What is needed:
Where does the word "EnvFilter" appear in the entries below? Copy each line that holds it.

[Saved data entries]
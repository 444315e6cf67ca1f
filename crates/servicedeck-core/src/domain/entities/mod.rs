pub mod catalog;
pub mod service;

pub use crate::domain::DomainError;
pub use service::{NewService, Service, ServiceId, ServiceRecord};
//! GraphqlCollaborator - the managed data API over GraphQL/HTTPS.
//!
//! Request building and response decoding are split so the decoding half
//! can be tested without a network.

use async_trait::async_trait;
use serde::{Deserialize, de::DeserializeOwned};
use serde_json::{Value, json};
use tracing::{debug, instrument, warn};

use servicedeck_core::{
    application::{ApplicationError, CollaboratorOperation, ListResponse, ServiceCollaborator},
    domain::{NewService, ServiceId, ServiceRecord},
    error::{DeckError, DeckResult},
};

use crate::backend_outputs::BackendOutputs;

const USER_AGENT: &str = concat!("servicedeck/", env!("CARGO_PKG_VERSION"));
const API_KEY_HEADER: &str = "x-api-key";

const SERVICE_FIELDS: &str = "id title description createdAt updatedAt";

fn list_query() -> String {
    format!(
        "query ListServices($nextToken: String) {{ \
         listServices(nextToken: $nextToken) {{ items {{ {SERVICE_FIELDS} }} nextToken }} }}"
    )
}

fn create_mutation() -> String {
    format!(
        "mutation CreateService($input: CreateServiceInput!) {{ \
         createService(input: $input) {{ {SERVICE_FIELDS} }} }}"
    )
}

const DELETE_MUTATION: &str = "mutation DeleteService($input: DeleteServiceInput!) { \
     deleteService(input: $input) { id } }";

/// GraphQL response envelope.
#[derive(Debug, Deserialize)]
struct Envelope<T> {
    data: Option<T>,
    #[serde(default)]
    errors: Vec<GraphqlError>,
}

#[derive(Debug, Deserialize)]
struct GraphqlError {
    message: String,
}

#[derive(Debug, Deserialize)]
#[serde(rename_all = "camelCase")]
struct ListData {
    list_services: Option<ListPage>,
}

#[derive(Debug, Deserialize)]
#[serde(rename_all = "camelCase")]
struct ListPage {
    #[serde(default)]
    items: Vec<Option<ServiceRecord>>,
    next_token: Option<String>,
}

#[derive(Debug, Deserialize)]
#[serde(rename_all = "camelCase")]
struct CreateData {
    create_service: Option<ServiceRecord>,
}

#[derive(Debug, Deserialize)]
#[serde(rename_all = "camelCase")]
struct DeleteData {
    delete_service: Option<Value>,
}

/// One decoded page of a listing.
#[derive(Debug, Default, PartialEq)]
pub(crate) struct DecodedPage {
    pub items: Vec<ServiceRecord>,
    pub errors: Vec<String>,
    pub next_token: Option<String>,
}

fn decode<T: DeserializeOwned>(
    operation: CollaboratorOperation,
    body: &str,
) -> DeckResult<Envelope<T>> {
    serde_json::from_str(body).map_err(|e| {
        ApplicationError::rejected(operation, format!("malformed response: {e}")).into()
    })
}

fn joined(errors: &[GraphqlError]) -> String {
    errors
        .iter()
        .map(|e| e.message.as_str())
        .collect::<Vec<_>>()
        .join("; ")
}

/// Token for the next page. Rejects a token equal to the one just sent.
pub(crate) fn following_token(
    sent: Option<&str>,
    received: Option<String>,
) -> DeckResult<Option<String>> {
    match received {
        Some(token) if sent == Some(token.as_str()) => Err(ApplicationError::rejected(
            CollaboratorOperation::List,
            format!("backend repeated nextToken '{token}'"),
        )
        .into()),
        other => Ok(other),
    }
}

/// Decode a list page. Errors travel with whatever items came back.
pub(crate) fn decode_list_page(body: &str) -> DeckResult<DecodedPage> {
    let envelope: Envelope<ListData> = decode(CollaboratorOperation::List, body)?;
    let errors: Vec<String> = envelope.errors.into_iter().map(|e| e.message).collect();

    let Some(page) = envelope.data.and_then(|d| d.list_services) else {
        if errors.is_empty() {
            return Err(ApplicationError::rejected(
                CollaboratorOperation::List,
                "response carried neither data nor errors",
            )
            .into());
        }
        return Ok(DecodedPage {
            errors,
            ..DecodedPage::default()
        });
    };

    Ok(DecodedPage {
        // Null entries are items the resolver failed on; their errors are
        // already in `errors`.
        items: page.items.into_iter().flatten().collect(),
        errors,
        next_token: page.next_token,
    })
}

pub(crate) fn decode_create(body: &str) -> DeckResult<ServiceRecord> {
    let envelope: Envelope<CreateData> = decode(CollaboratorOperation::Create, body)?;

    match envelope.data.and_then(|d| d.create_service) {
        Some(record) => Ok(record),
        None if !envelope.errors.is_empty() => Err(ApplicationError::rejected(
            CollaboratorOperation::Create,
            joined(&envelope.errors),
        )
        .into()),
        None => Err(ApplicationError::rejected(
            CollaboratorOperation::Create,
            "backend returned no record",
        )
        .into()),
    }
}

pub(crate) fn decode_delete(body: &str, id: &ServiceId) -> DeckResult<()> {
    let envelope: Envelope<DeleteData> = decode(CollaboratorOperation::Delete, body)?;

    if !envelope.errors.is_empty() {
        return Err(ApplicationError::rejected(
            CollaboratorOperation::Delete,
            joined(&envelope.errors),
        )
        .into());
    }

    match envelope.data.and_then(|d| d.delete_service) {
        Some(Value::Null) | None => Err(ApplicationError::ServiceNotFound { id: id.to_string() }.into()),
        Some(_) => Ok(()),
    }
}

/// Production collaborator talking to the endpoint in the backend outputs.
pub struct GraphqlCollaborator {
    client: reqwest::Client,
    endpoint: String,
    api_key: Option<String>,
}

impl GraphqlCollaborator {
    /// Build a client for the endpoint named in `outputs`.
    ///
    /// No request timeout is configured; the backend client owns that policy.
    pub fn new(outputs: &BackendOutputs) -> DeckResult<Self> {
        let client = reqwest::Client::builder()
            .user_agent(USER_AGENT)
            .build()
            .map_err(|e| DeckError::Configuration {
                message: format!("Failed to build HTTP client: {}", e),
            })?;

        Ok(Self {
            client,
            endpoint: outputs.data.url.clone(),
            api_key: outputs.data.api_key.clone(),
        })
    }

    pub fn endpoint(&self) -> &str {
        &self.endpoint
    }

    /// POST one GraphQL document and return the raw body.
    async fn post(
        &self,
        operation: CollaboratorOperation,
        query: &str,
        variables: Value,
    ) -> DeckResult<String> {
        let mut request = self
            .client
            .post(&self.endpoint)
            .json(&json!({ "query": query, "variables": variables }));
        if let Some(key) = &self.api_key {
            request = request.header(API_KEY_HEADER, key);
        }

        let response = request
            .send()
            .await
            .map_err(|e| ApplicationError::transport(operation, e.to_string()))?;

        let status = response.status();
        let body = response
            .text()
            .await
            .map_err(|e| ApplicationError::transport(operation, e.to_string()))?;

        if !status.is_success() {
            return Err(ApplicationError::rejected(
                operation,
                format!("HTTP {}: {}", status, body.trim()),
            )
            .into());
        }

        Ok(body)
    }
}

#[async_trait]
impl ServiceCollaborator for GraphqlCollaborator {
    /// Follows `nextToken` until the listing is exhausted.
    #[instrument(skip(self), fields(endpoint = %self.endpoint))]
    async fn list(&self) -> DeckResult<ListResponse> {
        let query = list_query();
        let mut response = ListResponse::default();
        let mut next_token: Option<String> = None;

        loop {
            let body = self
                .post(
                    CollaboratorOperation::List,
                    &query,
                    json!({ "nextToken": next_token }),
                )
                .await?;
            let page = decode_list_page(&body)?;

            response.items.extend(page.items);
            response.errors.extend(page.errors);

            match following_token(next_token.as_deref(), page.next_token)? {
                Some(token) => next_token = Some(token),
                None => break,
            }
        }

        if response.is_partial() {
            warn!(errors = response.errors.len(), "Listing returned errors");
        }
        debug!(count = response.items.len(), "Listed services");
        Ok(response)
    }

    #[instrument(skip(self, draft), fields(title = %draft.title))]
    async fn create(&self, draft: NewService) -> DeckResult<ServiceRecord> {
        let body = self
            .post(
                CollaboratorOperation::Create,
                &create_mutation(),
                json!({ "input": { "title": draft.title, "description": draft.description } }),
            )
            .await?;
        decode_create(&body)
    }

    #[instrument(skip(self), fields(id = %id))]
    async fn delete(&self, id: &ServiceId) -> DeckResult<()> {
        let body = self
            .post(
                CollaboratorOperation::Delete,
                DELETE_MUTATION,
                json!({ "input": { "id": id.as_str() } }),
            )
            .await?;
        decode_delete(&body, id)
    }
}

* * *

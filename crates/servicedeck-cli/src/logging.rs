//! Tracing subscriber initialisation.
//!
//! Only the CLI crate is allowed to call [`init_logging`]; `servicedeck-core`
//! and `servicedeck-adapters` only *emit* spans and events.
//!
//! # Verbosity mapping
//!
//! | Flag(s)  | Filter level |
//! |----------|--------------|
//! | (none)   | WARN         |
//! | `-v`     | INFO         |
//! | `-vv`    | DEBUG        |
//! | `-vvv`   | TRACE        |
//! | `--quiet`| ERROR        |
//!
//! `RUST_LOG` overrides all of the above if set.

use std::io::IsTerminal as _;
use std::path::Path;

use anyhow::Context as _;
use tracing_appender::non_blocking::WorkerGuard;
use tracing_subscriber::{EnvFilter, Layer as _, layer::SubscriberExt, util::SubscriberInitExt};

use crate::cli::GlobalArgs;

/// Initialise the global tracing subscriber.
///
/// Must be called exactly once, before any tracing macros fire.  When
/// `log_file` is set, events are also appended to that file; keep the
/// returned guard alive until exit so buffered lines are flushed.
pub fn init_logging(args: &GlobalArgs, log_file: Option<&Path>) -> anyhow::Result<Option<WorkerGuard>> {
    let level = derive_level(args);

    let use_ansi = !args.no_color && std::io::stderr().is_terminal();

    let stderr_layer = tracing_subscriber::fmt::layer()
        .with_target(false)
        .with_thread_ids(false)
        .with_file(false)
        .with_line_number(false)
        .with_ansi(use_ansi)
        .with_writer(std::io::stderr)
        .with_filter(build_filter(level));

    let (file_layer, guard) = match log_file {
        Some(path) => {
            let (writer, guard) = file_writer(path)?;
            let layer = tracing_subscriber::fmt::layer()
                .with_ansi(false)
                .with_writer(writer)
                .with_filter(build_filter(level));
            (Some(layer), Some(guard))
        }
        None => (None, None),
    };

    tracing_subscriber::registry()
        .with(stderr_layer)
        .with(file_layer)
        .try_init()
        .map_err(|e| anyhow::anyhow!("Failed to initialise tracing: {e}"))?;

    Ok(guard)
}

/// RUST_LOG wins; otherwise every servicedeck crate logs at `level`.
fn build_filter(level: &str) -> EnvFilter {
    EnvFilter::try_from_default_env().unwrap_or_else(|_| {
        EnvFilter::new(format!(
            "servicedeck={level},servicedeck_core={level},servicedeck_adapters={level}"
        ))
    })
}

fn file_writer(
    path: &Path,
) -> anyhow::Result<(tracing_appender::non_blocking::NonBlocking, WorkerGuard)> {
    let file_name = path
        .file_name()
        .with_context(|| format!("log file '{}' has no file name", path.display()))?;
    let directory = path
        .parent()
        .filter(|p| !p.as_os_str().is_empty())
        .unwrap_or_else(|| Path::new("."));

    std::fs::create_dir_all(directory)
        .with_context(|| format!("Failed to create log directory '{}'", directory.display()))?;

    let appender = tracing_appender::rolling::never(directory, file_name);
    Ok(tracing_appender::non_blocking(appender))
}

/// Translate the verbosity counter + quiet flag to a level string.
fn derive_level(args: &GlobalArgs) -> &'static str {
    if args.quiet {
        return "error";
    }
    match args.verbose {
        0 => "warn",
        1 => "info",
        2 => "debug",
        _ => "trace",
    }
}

Solution for this exercise:
use tracing_subscriber::{EnvFilter, Layer as _, layer::SubscriberExt, util::SubscriberInitExt};
fn build_filter(level: &str) -> EnvFilter {
    EnvFilter::try_from_default_env().unwrap_or_else(|_| {
        EnvFilter::new(format!(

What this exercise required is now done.